If someone supplies a file with only 9 columns something even worse happens. It will temporarily disregard the CRLF it has unexpectedly found and pad any missing columns with columns from the start of the next row! Not smart is an understatement here. Who would EVER want that to happen? The remainder of the file is garbage at that point.
It doesn't seem unreasonable to have variations in file width for whatever reason (of course only variations at the end of a row can reaonably be handled (x fewer or extra columns) but it looks like this is simply not handled well, unless I'm missing something.
So far our only solution to this is to load a row as one giant column (column0) and then use a script task to dynamically split it using however many delimiters it finds. This works well, except that it limits row widths to 4000 chars (the max width of one unicode column).
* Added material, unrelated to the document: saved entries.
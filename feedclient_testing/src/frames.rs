//! Builders for wire frames.

use bytes::Bytes;
use serde::Serialize;
use serde_json::{Value, json};

/// Frame carrying `payloads` numbered consecutively from `start`.
pub fn batch<M, I>(start: u64, payloads: I) -> Bytes
where
    M: Serialize,
    I: IntoIterator<Item = M>,
{
    versioned_batch(1, start, payloads)
}

/// Like [`batch`] but with an explicit envelope `version`.
pub fn versioned_batch<M, I>(version: i64, start: u64, payloads: I) -> Bytes
where
    M: Serialize,
    I: IntoIterator<Item = M>,
{
    let messages: Vec<Value> = (start..)
        .zip(payloads)
        .map(|(seq, payload)| json!({"sequenceNumber": seq, "message": payload}))
        .collect();
    to_frame(&json!({"version": version, "messages": messages}))
}

/// Frame carrying only a confirmed sequence number.
pub fn confirmation(seq: u64) -> Bytes {
    to_frame(&json!({"version": 1, "confirmedSequenceNumberMessage": {"sequenceNumber": seq}}))
}

/// Serialise an arbitrary JSON value as a frame.
pub fn to_frame(value: &Value) -> Bytes { Bytes::from(value.to_string()) }

/// Bytes that do not form an envelope.
pub fn malformed() -> Bytes { Bytes::from_static(b"{\"version\":1,\"messages\":[{") }
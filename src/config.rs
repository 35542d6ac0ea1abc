//! Host-facing configuration for feed clients.
//!
//! These types carry no behaviour of their own; the owning process
//! deserialises them from its configuration source and hands them to
//! [`FeedClients`](crate::FeedClients).

use std::time::Duration;

use serde::{Deserialize, Deserializer};

use crate::client::DEFAULT_IDLE_TIMEOUT;

/// Connection settings for the inbound feed.
///
/// # Examples
///
/// ```
/// use std::time::Duration;
///
/// use feedclient::config::FeedClientConfig;
///
/// let cfg: FeedClientConfig =
///     serde_json::from_str(r#"{"urls": ["ws://127.0.0.1:9642"], "timeout": 30}"#).unwrap();
/// assert!(cfg.enabled());
/// assert_eq!(cfg.timeout, Duration::from_secs(30));
/// ```
#[derive(Clone, Debug, PartialEq, Eq, Deserialize)]
#[serde(default)]
pub struct FeedClientConfig {
    /// Feed endpoints. The feed is disabled when the first entry is empty.
    pub urls: Vec<String>,
    /// Idle-read timeout applied to every connection, in whole seconds.
    #[serde(deserialize_with = "duration_from_secs")]
    pub timeout: Duration,
}

impl Default for FeedClientConfig {
    fn default() -> Self {
        Self {
            urls: vec![String::new()],
            timeout: DEFAULT_IDLE_TIMEOUT,
        }
    }
}

impl FeedClientConfig {
    /// Whether a feed URL is configured.
    #[must_use]
    pub fn enabled(&self) -> bool { self.urls.first().is_some_and(|url| !url.is_empty()) }

    /// Non-empty URLs in configuration order.
    pub fn endpoints(&self) -> impl Iterator<Item = &str> {
        self.urls
            .iter()
            .map(String::as_str)
            .filter(|url| !url.is_empty())
    }
}

/// Feed section of a host configuration.
#[derive(Clone, Debug, Default, PartialEq, Eq, Deserialize)]
#[serde(default)]
pub struct FeedConfig {
    /// Inbound feed settings.
    pub input: FeedClientConfig,
}

fn duration_from_secs<'de, D>(deserializer: D) -> Result<Duration, D::Error>
where
    D: Deserializer<'de>,
{
    u64::deserialize(deserializer).map(Duration::from_secs)
}

#[cfg(test)]
mod tests {
    use rstest::rstest;

    use super::*;

    #[test]
    fn default_config_is_disabled() {
        let cfg = FeedClientConfig::default();
        assert!(!cfg.enabled());
        assert_eq!(cfg.urls, vec![String::new()]);
        assert_eq!(cfg.timeout, Duration::from_secs(20));
        assert_eq!(cfg.endpoints().count(), 0);
    }

    #[rstest]
    #[case(r#"{}"#, false)]
    #[case(r#"{"urls": []}"#, false)]
    #[case(r#"{"urls": [""]}"#, false)]
    #[case(r#"{"urls": ["", "ws://b"]}"#, false)]
    #[case(r#"{"urls": ["ws://a"]}"#, true)]
    fn enabled_follows_first_url(#[case] json: &str, #[case] expected: bool) {
        let cfg: FeedClientConfig = serde_json::from_str(json).expect("valid config");
        assert_eq!(cfg.enabled(), expected);
    }

    #[test]
    fn nested_config_fills_defaults() {
        let cfg: FeedConfig =
            serde_json::from_str(r#"{"input": {"urls": ["ws://a", "", "ws://b"]}}"#).expect("valid config");
        assert_eq!(cfg.input.timeout, DEFAULT_IDLE_TIMEOUT);
        assert_eq!(cfg.input.endpoints().collect::<Vec<_>>(), ["ws://a", "ws://b"]);
    }

    #[test]
    fn timeout_must_be_whole_seconds() {
        let res = serde_json::from_str::<FeedClientConfig>(r#"{"timeout": "20s"}"#);
        assert!(res.is_err());
    }
}
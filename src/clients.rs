//! A set of feed clients, one per configured endpoint.

use std::sync::Arc;

use futures::future::join_all;
use log::info;
use serde::de::DeserializeOwned;
use tokio::sync::mpsc;
use tokio_util::sync::CancellationToken;

use crate::{
    FeedClient,
    FeedClientBuilder,
    config::FeedClientConfig,
    sink::MessageSink,
    transport::{Transport, WebSocketTransport},
};

/// Feed clients sharing one sink and one confirmation channel.
///
/// Every client runs independently. The sink sees batches from all of them
/// interleaved in arrival order.
///
/// # Examples
///
/// ```
/// use async_trait::async_trait;
/// use feedclient::{
///     FeedClients,
///     config::FeedClientConfig,
///     sink::{MessageSink, SinkError},
/// };
///
/// struct Discard;
///
/// #[async_trait]
/// impl MessageSink<serde_json::Value> for Discard {
///     async fn apply(&self, _: u64, _: bool, _: Vec<serde_json::Value>) -> Result<(), SinkError> {
///         Ok(())
///     }
/// }
///
/// let clients = FeedClients::new(&FeedClientConfig::default(), None, Discard, None);
/// assert!(clients.is_empty());
/// ```
pub struct FeedClients<M> {
    clients: Vec<FeedClient<M>>,
}

impl<M> FeedClients<M>
where
    M: DeserializeOwned + Send + Sync + 'static,
{
    /// Build one WebSocket client per non-empty URL in `config`.
    ///
    /// A disabled configuration yields an empty set.
    #[must_use]
    pub fn new<S>(
        config: &FeedClientConfig,
        initial_sequence_number: Option<u64>,
        sink: S,
        confirmations: Option<mpsc::Sender<u64>>,
    ) -> Self
    where
        S: MessageSink<M> + 'static,
    {
        Self::with_transport(config, initial_sequence_number, sink, confirmations, WebSocketTransport)
    }

    /// Like [`new`](Self::new) but dialling through `transport`.
    #[must_use]
    pub fn with_transport<S, T>(
        config: &FeedClientConfig,
        initial_sequence_number: Option<u64>,
        sink: S,
        confirmations: Option<mpsc::Sender<u64>>,
        transport: T,
    ) -> Self
    where
        S: MessageSink<M> + 'static,
        T: Transport + Clone,
    {
        if !config.enabled() {
            info!("feed input not configured, no feed clients created");
            return Self::from_clients(Vec::new());
        }
        let sink: Arc<dyn MessageSink<M>> = Arc::new(sink);
        let clients = config
            .endpoints()
            .map(|url| {
                let mut builder: FeedClientBuilder<M> = FeedClient::builder(url, Arc::clone(&sink))
                    .idle_timeout(config.timeout)
                    .initial_sequence_number(initial_sequence_number.unwrap_or_default())
                    .transport(transport.clone());
                if let Some(tx) = &confirmations {
                    builder = builder.confirmations(tx.clone());
                }
                builder.build()
            })
            .collect();
        Self::from_clients(clients)
    }

    /// Start every client under `parent`.
    pub fn start(&self, parent: &CancellationToken) {
        info!("starting {} feed client(s)", self.clients.len());
        for client in &self.clients {
            client.start(parent);
        }
    }

    /// Stop every client concurrently and wait for all of them.
    pub async fn stop_and_wait(&self) {
        join_all(self.clients.iter().map(FeedClient::stop_and_wait)).await;
    }
}

impl<M> FeedClients<M> {
    /// Wrap already-built clients.
    #[must_use]
    pub fn from_clients(clients: Vec<FeedClient<M>>) -> Self { Self { clients } }

    /// Failed dial attempts summed over every client.
    #[must_use]
    pub fn retry_count(&self) -> u64 { self.clients.iter().map(FeedClient::retry_count).sum() }

    /// Number of clients.
    #[must_use]
    pub fn len(&self) -> usize { self.clients.len() }

    /// Whether no client is configured.
    #[must_use]
    pub fn is_empty(&self) -> bool { self.clients.is_empty() }

    /// Iterate over the clients in configuration order.
    pub fn iter(&self) -> impl Iterator<Item = &FeedClient<M>> { self.clients.iter() }
}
If you need to import a wider row (say with multiple 4000 wide columns for text import) then you need to define multiple columns as above, but you are then stuck with requiring a strict number of columns per row.
Is there any way around these limitations?
Glenn, i feel your pain :)
SSIS cannot make the columns dynamic, as it needs to store metadata of each column as it come through, and since we're working with flat files which can contain any kind of data, it can't assume that the CRLF in a 'column-that-is-not-that-last-column', is indeed the end of the data line its supposed to read.
Unlike DTS in SQL2000, you can't change the properties of a SSIS package at runtime.
What you could do is create a parent package, that reads the flat file (script task), and only reads the first line of the flat file to get the number of columns, and the column names. This info can be stored in a variable.
Then, the parent package loads the child package (script task again) programmatically, and updates the metadata of the Source Connection of the child package. This is where you would either
1. Add / remove columns to match the flat file.
2. Set the column delimiter for the columns, the last column has to be the CRLF - matching the ROW delimiter
3. Reinitialise the metadata (ComponentMetadata.ReinitializeMetadata()) of the Source Compoenent in the Dataflow task (to recognize the recent changes in the Source Connection).
4. Save the child ssis package.
Details on programmatically modifying a package is readily available only.
Then, your parent package just executes the Child package (Execute Package Task), and it'll execute with your new mappings.